Tersangka dugaan penistaan agama, Basuki Tjahaja Purnama (Ahok) keluar dari dalam Gedung Kejagung, Jakarta, Kamis (1/12). Keluarnya Ahok ini dapat dipastikan pihak kejaksaan tidak menahan gubernur nonaktif DKI Jakarta itu. (Agen Domino Kiu Kiu)



Basuki Tjahaja Purnama atau Ahok telah diserahkan oleh penyidik Bareskrim Polri ke Kejaksaan Agung. Hal ini menyusul berkas perkara Ahok yang dinyatakan lengkap atau P21 terkait kasus dugaan penistaan agama.

Ahok tiba di gedung Kejagung pada pukul 09.57 WIB dan keluar pada pukul 11.15 WIB. Kejaksaan Agung pun menyatakan tidak menahan gubernur nonaktif DKI Jakarta tersebut.

"Sesuai SOP kami, bila penyidik tidak melakukan penahanan, maka kami juga tidak menahan," ujar Kapuspenkum Kejaksaan Agung M. Rum, Kamis (1/12/2016).


3 Tanya jawab penelitian ahok 
Tersangka kasus dugaan penistaan agama, Basuki Tjahaja Purnama (Ahok) tiba di gedung Kejaksaan Agung, Jakarta, Kamis (1/12). Dengan pengawalan ketat, Ahok langsung memasuki Gedung Bundar Kejaksaan tanpa memberikan komentar. (Agen Casino Online)



Direktur Tindak Pidana Umum (Dirtipidum) Brigjen Pol Agus Andrianto memimpin langsung penyerahan berkas tahap dua ke Jaksa Agung Muda Pidana Umum Kejaksaan Agung (JAM Pidum Kejagung). Pelimpahan tahap dua itu meliputi tersangka Basuki Tjahaja Purnama atau Ahok dan barang bukti.

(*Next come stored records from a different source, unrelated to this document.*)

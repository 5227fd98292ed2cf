// SPDX-FileCopyrightText: 2025 Caspar Water Company
//
// SPDX-License-Identifier: Apache-2.0

//! Open mode flags understood by every [`HandleInterface`](crate::HandleInterface).

use bitflags::bitflags;

bitflags! {
    /// Bitwise open mode. Read-only is the empty set.
    #[derive(Debug, Clone, Copy, PartialEq, Eq, Hash)]
    pub struct OpenFlags: u32 {
        const RDONLY = 0x0000;
        const WRONLY = 0x0001;
        const RDWR = 0x0002;
        const APPEND = 0x0008;
        const CREAT = 0x0200;
        const TRUNC = 0x0400;
    }
}

impl OpenFlags {
    /// Mode used by `Client::write`: replace the file, creating it if needed.
    #[must_use]
    pub fn for_write() -> Self {
        OpenFlags::WRONLY | OpenFlags::CREAT
    }

    /// Mode used by `Client::append`.
    #[must_use]
    pub fn for_append() -> Self {
        OpenFlags::WRONLY | OpenFlags::APPEND | OpenFlags::CREAT
    }

    #[must_use]
    pub fn is_readable(self) -> bool {
        !self.contains(OpenFlags::WRONLY) || self.contains(OpenFlags::RDWR)
    }

    #[must_use]
    pub fn is_writable(self) -> bool {
        self.intersects(OpenFlags::WRONLY | OpenFlags::RDWR)
    }

    /// Existing content is discarded on open.
    ///
    /// Remote filesystems of this family cannot rewrite in place, so a
    /// writable open without `APPEND` always starts from an empty file.
    #[must_use]
    pub fn truncates(self) -> bool {
        self.is_writable() && (self.contains(OpenFlags::TRUNC) || !self.contains(OpenFlags::APPEND))
    }
}
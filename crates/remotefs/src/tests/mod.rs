// SPDX-FileCopyrightText: 2025 Caspar Water Company
//
// SPDX-License-Identifier: Apache-2.0

mod client_tests;
mod lister_tests;
mod remover_tests;

use crate::client::Client;
use crate::config::ClientConfig;
use crate::testing::RecordingBackend;
use std::sync::Arc;

/// A client over a fresh recording backend, plus the backend for seeding.
fn recording_client() -> (Arc<RecordingBackend>, Client) {
    client_over(RecordingBackend::new())
}

fn client_over(backend: RecordingBackend) -> (Arc<RecordingBackend>, Client) {
    let backend = Arc::new(backend);
    let client = Client::new(backend.clone(), ClientConfig::new("namenode", 8020))
        .expect("default config is valid");
    (backend, client)
}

Gubernur nonaktif DKI Jakarta itu pun diterima 13 jaksa yang meneliti berkas perkara kasus dugaan penistaan agama. Sementara itu, Ahok didampingi para pengacaranya, seperti Sirra Prayuna dan Humprey Djemat. Ketua Tim Pemenangan Ahok-Djarot, Praseyo Edi Marsudi, juga ikut mendampingi

Sirra mengungkapkan, Ahok ditanya beberapa hal terkait kelengkapan berkas perkara. Pertama, menurutnya, jaksa peneliti memverifikasi secara faktual berkas perkara seperti yang disampaikan penyidik Polri ke Kejaksaan.

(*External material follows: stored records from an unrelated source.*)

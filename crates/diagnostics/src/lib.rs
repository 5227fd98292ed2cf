// SPDX-FileCopyrightText: 2025 Caspar Water Company
//
// SPDX-License-Identifier: Apache-2.0

//! Logging for the remotefs workspace.
//!
//! Every crate logs through the macros exported here so that one
//! environment variable controls output for the library and the CLI alike.
//!
//! Usage:
//! - `REMOTEFS_LOG=off` (default) - no logs
//! - `REMOTEFS_LOG=info` - session, copy and remove outcomes
//! - `REMOTEFS_LOG=debug` - per-handle open/close and flush sizes

use std::sync::Once;

// Re-export emit so macros can use it
pub use emit;

/// Environment variable consulted by [`init_diagnostics`].
pub const LOG_ENV: &str = "REMOTEFS_LOG";

static INIT: Once = Once::new();

/// Verbosity selected through [`LOG_ENV`].
#[derive(Debug, Clone, Copy, PartialEq, Eq)]
pub enum LogLevel {
    Off,
    Error,
    Warn,
    Info,
    Debug,
}

impl LogLevel {
    /// Parse a level name. Unknown names yield `None`.
    #[must_use]
    pub fn parse(value: &str) -> Option<Self> {
        match value.trim().to_ascii_lowercase().as_str() {
            "off" | "" => Some(LogLevel::Off),
            "error" => Some(LogLevel::Error),
            "warn" => Some(LogLevel::Warn),
            "info" => Some(LogLevel::Info),
            "debug" => Some(LogLevel::Debug),
            _ => None,
        }
    }

    fn min_level(self) -> Option<emit::Level> {
        match self {
            LogLevel::Off => None,
            LogLevel::Error => Some(emit::Level::Error),
            LogLevel::Warn => Some(emit::Level::Warn),
            LogLevel::Info => Some(emit::Level::Info),
            LogLevel::Debug => Some(emit::Level::Debug),
        }
    }
}

/// Initialize diagnostics based on the `REMOTEFS_LOG` environment variable.
///
/// Safe to call multiple times; only the first call has an effect.
pub fn init_diagnostics() {
    let requested = std::env::var(LOG_ENV).unwrap_or_else(|_| "off".to_string());
    let level = match LogLevel::parse(&requested) {
        Some(level) => level,
        None => {
            // Bootstrap warning, logging is not configured yet
            eprintln!("Warning: Unknown {LOG_ENV} value '{requested}', using 'info'");
            LogLevel::Info
        }
    };
    init_with_level(level);
}

/// Initialize diagnostics at an explicit level, ignoring the environment.
pub fn init_with_level(level: LogLevel) {
    INIT.call_once(|| {
        let Some(min) = level.min_level() else {
            return;
        };
        let rt = emit::setup()
            .emit_to(emit_term::stderr())
            .emit_when(emit::level::min_filter(min))
            .init();

        // The runtime must outlive every emitting task.
        std::mem::forget(rt);
    });
}

/// Log basic operations (connects, copies, removals).
#[macro_export]
macro_rules! log_info {
    ($($arg:tt)*) => {
        $crate::emit::info!($($arg)*)
    };
}

/// Log detailed diagnostics (handle lifecycle, flush sizes, read offsets).
#[macro_export]
macro_rules! log_debug {
    ($($arg:tt)*) => {
        $crate::emit::debug!($($arg)*)
    };
}

/// Log recoverable problems (skipped subtrees, close failures).
#[macro_export]
macro_rules! log_warn {
    ($($arg:tt)*) => {
        $crate::emit::warn!($($arg)*)
    };
}

/// Log failures that end an operation.
#[macro_export]
macro_rules! log_error {
    ($($arg:tt)*) => {
        $crate::emit::error!($($arg)*)
    };
}

#[macro_export]
macro_rules! info {
    ($($arg:tt)*) => {
        $crate::emit::info!($($arg)*)
    };
}

#[macro_export]
macro_rules! debug {
    ($($arg:tt)*) => {
        $crate::emit::debug!($($arg)*)
    };
}

#[macro_export]
macro_rules! warn {
    ($($arg:tt)*) => {
        $crate::emit::warn!($($arg)*)
    };
}

#[macro_export]
macro_rules! error {
    ($($arg:tt)*) => {
        $crate::emit::error!($($arg)*)
    };
}

/// Re-export the init function for convenience
pub use init_diagnostics as init;

#[cfg(test)]
mod tests {
    use super::*;

    #[test]
    fn test_init_is_safe_to_call_multiple_times() {
        init_diagnostics();
        init_diagnostics();
        init_with_level(LogLevel::Debug);
    }

    #[test]
    fn test_parse_levels() {
        assert_eq!(LogLevel::parse("off"), Some(LogLevel::Off));
        assert_eq!(LogLevel::parse(""), Some(LogLevel::Off));
        assert_eq!(LogLevel::parse("DEBUG"), Some(LogLevel::Debug));
        assert_eq!(LogLevel::parse(" warn "), Some(LogLevel::Warn));
        assert_eq!(LogLevel::parse("verbose"), None);
    }

    #[test]
    fn test_macros_compile() {
        log_info!("Test message");
        log_debug!("Debug message with {value}", value: 42);
        log_warn!("Warning message");
        log_error!("Error message");

        info!("Test message");
        debug!("Debug message with {value}", value: 42);
        warn!("Warning message");
        error!("Error message");
    }
}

4. Konferensi Pers Tim Kuasa Hukum Sirra Prayuna
Usai diperiksa Bareskrim, Ahok terlihat hanya berdiri di belakang Ketua Tim Kuasa Hukum Sirra Prayuna, Jakarta, Selasa (22/11). Selama konferensi pers, muka Ahok terlihat masam dan dia terlihat serius. (Agen Judi Online Terpercaya)


Agen Taruhan Online Terpercaya - Direktur Tindak Pidana Umum (Dirtipidum) Brigjen Pol Agus Andrianto memimpin langsung penyerahan berkas tahap dua ke Jaksa Agung Muda Pidana Umum Kejaksaan Agung (JAM Pidum Kejagung). Pelimpahan tahap dua itu meliputi tersangka Basuki Tjahaja Purnama atau Ahok dan barang bukti.

Gubernur nonaktif DKI Jakarta itu pun diterima 13 jaksa yang meneliti berkas perkara kasus dugaan penistaan agama. Sementara itu, Ahok didampingi para pengacaranya, seperti Sirra Prayuna dan Humprey Djemat. Ketua Tim Pemenangan Ahok-Djarot, Praseyo Edi Marsudi, juga ikut mendampingi

Sirra mengungkapkan, Ahok ditanya beberapa hal terkait kelengkapan berkas perkara. Pertama, menurutnya, jaksa peneliti memverifikasi secara faktual berkas perkara seperti yang disampaikan penyidik Polri ke Kejaksaan.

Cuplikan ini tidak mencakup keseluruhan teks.